EXERCISE AIM: Copy each line below containing "FromStr".

RECORDS:

//! Newtype IDs for type-safe entity references.
//!
//! Every table in the storefront database uses a `BIGSERIAL` primary key.
//! The `define_id!` macro wraps that `i64` so a `ProductId` can never be
//! passed where an `OrderId` is expected.

/// Macro to define a type-safe ID wrapper.
///
/// Creates a newtype wrapper around `i64` with:
/// - `Serialize`/`Deserialize` with `#[serde(transparent)]`
/// - `Debug`, `Clone`, `Copy`, `PartialEq`, `Eq`, `PartialOrd`, `Ord`, `Hash`
/// - Conversion methods: `new()`, `as_i64()`
/// - `From<i64>`, `Into<i64>` and `FromStr`
/// - `sqlx` `Type`, `Encode`, and `Decode` implementations (with `postgres` feature)
///
/// # Example
///
/// ```rust
/// # use cornershop_core::define_id;
/// define_id!(ShelfId);
/// define_id!(AisleId);
///
/// let shelf = ShelfId::new(7);
/// assert_eq!(shelf.as_i64(), 7);
/// assert_eq!("7".parse::<ShelfId>().ok(), Some(shelf));
///
/// // Different types, so this won't compile:
/// // let _: AisleId = shelf;
/// ```
#[macro_export]
macro_rules! define_id {
    ($name:ident) => {
        #[derive(
            Debug,
            Clone,
            Copy,
            PartialEq,
            Eq,
            PartialOrd,
            Ord,
            Hash,
            ::serde::Serialize,
            ::serde::Deserialize
        )]
        #[serde(transparent)]
        pub struct $name(i64);

        impl $name {
            /// Create a new ID from an i64 value.
            #[must_use]
            pub const fn new(id: i64) -> Self {
                Self(id)
            }

            /// Get the underlying i64 value.
            #[must_use]
            pub const fn as_i64(&self) -> i64 {
                self.0
            }
        }

        impl ::core::fmt::Display for $name {
            fn fmt(&self, f: &mut ::core::fmt::Formatter<'_>) -> ::core::fmt::Result {
                write!(f, "{}", self.0)
            }
        }

        impl ::core::str::FromStr for $name {
            type Err = ::core::num::ParseIntError;

            fn from_str(s: &str) -> ::core::result::Result<Self, Self::Err> {
                s.trim().parse::<i64>().map(Self)
            }
        }

        impl From<i64> for $name {
            fn from(id: i64) -> Self {
                Self(id)
            }
        }

        impl From<$name> for i64 {
            fn from(id: $name) -> Self {
                id.0
            }
        }

        #[cfg(feature = "postgres")]
        impl ::sqlx::Type<::sqlx::Postgres> for $name {
            fn type_info() -> ::sqlx::postgres::PgTypeInfo {
                <i64 as ::sqlx::Type<::sqlx::Postgres>>::type_info()
            }

            fn compatible(ty: &::sqlx::postgres::PgTypeInfo) -> bool {
                <i64 as ::sqlx::Type<::sqlx::Postgres>>::compatible(ty)
            }
        }

        #[cfg(feature = "postgres")]
        impl<'r> ::sqlx::Decode<'r, ::sqlx::Postgres> for $name {
            fn decode(
                value: ::sqlx::postgres::PgValueRef<'r>,
            ) -> ::core::result::Result<Self, ::sqlx::error::BoxDynError> {
                let id = <i64 as ::sqlx::Decode<::sqlx::Postgres>>::decode(value)?;
                Ok(Self(id))
            }
        }

        #[cfg(feature = "postgres")]
        impl ::sqlx::Encode<'_, ::sqlx::Postgres> for $name {
            fn encode_by_ref(
                &self,
                buf: &mut ::sqlx::postgres::PgArgumentBuffer,
            ) -> ::std::result::Result<::sqlx::encode::IsNull, ::sqlx::error::BoxDynError> {
                <i64 as ::sqlx::Encode<::sqlx::Postgres>>::encode_by_ref(&self.0, buf)
            }
        }
    };
}

define_id!(UserId);
define_id!(CategoryId);
define_id!(ProductId);
define_id!(OrderId);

ANSWER SPACE:
/// - `From<i64>`, `Into<i64>` and `FromStr`
        impl ::core::str::FromStr for $name {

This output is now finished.